→ **EXERCISE AIM**: The lines to copy run from the one containing "let lead = budget * 2 / 5;" to the end of the records below; repeat them exactly and include nothing else.
** PROVIDED INFORMATION follows **
//! Text cleanup shared by mention detection, sentiment and link extraction.

use regex::Regex;
use std::sync::OnceLock;

pub(crate) fn markdown_link_re() -> &'static Regex {
    static RE: OnceLock<Regex> = OnceLock::new();
    RE.get_or_init(|| {
        Regex::new(r"\[([^\]\n]*)\]\(\s*(https?://[^\s)]+)[^)]*\)").expect("markdown link regex")
    })
}

pub(crate) fn bare_url_re() -> &'static Regex {
    static RE: OnceLock<Regex> = OnceLock::new();
    RE.get_or_init(|| Regex::new(r#"(?i)\b(?:https?://|www\.)[^\s<>()\[\]"'`]+"#).expect("url regex"))
}

fn whitespace_re() -> &'static Regex {
    static RE: OnceLock<Regex> = OnceLock::new();
    RE.get_or_init(|| Regex::new(r"\s+").expect("whitespace regex"))
}

/// Visible prose used for mention matching: markdown links are removed
/// whole (anchor text and target), then bare URLs.
pub fn text_only(answer: &str) -> String {
    let without_md = markdown_link_re().replace_all(answer, " ");
    bare_url_re().replace_all(&without_md, " ").into_owned()
}

/// Readable context for sentiment: `[text](url)` becomes `text`, bare URLs
/// are removed and whitespace collapsed.
pub fn readable_text(answer: &str) -> String {
    let anchors = markdown_link_re().replace_all(answer, "$1");
    let no_urls = bare_url_re().replace_all(&anchors, " ");
    collapse_whitespace(&no_urls)
}

pub fn collapse_whitespace(text: &str) -> String {
    whitespace_re().replace_all(text, " ").trim().to_string()
}

/// Up to `budget` chars of `text` around byte offset `at`, starting roughly
/// 40% of the budget before the anchor.
pub fn window(text: &str, at: usize, budget: usize) -> String {
    let chars: Vec<(usize, char)> = text.char_indices().collect();
    if chars.len() <= budget {
        return text.to_string();
    }
    let anchor = chars.iter().position(|(i, _)| *i >= at).unwrap_or(chars.len());
    let lead = budget * 2 / 5;
    let start = anchor.saturating_sub(lead).min(chars.len() - budget);
    chars[start..start + budget].iter().map(|(_, c)| c).collect()
}

/// Strip trailing punctuation that is almost never part of a URL.
pub fn trim_url(url: &str) -> &str {
    url.trim_end_matches(['.', ',', ';', ':', '!', '?', '*', '_', '>'])
}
** End of PROVIDED INFORMATION **
→ **ANSWER BOX**:
    let lead = budget * 2 / 5;
    let start = anchor.saturating_sub(lead).min(chars.len() - budget);
    chars[start..start + budget].iter().map(|(_, c)| c).collect()
}

/// Strip trailing punctuation that is almost never part of a URL.
pub fn trim_url(url: &str) -> &str {
    url.trim_end_matches(['.', ',', ';', ':', '!', '?', '*', '_', '>'])
}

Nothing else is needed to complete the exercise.